_What you need to do_
Look for "over" in each line of the records, and copy the lines that have it.

---------- Data excerpts

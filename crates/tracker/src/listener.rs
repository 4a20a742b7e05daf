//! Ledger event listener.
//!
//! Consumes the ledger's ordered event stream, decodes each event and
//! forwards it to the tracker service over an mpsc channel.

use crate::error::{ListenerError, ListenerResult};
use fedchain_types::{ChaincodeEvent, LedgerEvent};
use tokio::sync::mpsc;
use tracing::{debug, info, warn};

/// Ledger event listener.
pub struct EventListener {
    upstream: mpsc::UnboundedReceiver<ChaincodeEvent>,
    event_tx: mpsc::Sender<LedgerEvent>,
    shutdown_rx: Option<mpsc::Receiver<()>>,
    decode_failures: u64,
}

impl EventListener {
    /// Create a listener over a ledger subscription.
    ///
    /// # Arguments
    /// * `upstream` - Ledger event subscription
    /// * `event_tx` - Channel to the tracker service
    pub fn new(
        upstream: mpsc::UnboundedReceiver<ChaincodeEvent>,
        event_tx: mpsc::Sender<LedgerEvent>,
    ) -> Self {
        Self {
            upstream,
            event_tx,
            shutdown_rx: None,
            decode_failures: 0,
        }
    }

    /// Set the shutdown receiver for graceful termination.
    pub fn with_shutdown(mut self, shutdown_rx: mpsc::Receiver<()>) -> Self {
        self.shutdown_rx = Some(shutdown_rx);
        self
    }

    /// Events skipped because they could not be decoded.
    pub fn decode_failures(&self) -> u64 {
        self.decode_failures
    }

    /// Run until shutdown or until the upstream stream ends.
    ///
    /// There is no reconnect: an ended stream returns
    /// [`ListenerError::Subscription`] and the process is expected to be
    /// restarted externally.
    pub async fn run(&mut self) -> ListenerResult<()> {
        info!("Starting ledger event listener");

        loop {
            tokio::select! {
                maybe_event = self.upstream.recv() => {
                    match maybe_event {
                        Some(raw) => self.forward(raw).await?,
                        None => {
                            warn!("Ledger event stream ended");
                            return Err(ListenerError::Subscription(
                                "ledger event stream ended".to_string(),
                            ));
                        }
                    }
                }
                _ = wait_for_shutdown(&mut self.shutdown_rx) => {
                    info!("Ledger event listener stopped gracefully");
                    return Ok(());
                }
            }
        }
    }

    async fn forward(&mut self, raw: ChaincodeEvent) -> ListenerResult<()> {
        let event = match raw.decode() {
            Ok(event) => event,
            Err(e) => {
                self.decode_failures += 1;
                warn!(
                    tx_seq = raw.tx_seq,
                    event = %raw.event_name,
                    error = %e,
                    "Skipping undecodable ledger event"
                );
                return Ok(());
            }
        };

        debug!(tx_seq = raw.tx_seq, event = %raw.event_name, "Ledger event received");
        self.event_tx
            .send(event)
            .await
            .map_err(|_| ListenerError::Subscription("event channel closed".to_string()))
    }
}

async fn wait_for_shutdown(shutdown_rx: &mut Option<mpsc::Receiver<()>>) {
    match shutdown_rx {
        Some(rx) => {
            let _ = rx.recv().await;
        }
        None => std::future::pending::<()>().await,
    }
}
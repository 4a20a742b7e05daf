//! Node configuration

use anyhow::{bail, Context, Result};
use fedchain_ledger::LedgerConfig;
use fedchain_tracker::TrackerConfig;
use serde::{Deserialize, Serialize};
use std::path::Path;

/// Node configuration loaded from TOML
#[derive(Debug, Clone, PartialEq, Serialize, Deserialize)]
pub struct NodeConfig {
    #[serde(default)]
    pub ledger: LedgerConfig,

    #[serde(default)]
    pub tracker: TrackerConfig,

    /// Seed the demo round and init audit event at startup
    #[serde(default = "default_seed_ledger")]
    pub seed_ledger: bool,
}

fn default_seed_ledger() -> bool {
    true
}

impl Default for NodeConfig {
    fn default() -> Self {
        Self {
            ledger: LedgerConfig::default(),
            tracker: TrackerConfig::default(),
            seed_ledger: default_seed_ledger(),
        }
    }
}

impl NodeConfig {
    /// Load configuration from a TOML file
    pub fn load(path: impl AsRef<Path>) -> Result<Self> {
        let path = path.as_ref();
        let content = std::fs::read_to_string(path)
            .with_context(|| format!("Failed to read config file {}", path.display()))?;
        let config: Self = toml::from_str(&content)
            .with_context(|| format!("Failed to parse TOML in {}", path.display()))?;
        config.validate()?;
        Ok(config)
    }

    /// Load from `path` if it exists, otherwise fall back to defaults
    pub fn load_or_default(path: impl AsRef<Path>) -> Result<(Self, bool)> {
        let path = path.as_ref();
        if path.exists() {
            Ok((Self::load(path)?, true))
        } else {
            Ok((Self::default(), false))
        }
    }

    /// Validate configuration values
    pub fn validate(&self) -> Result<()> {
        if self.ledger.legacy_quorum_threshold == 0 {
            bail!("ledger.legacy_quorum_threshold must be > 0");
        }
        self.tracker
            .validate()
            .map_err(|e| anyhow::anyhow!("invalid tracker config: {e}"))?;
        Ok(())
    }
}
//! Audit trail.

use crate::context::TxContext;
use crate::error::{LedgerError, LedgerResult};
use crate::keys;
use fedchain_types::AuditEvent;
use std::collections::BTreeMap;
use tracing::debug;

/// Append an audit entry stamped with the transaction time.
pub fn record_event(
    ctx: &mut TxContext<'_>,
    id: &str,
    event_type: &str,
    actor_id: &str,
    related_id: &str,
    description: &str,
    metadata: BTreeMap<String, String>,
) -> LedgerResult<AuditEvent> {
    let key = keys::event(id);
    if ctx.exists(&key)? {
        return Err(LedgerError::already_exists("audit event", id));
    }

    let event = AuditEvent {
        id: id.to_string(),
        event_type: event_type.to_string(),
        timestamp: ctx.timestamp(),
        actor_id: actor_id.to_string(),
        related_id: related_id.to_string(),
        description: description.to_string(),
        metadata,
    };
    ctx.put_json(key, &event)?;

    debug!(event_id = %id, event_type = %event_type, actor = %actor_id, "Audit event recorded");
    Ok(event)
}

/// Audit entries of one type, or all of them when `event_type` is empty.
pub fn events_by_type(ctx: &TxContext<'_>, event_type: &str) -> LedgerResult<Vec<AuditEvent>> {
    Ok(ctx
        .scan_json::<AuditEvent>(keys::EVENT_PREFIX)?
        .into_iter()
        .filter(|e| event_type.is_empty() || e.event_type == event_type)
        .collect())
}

--------------------

_Written response_
//! forwards it to the tracker service over an mpsc channel.
    /// Create a listener over a ledger subscription.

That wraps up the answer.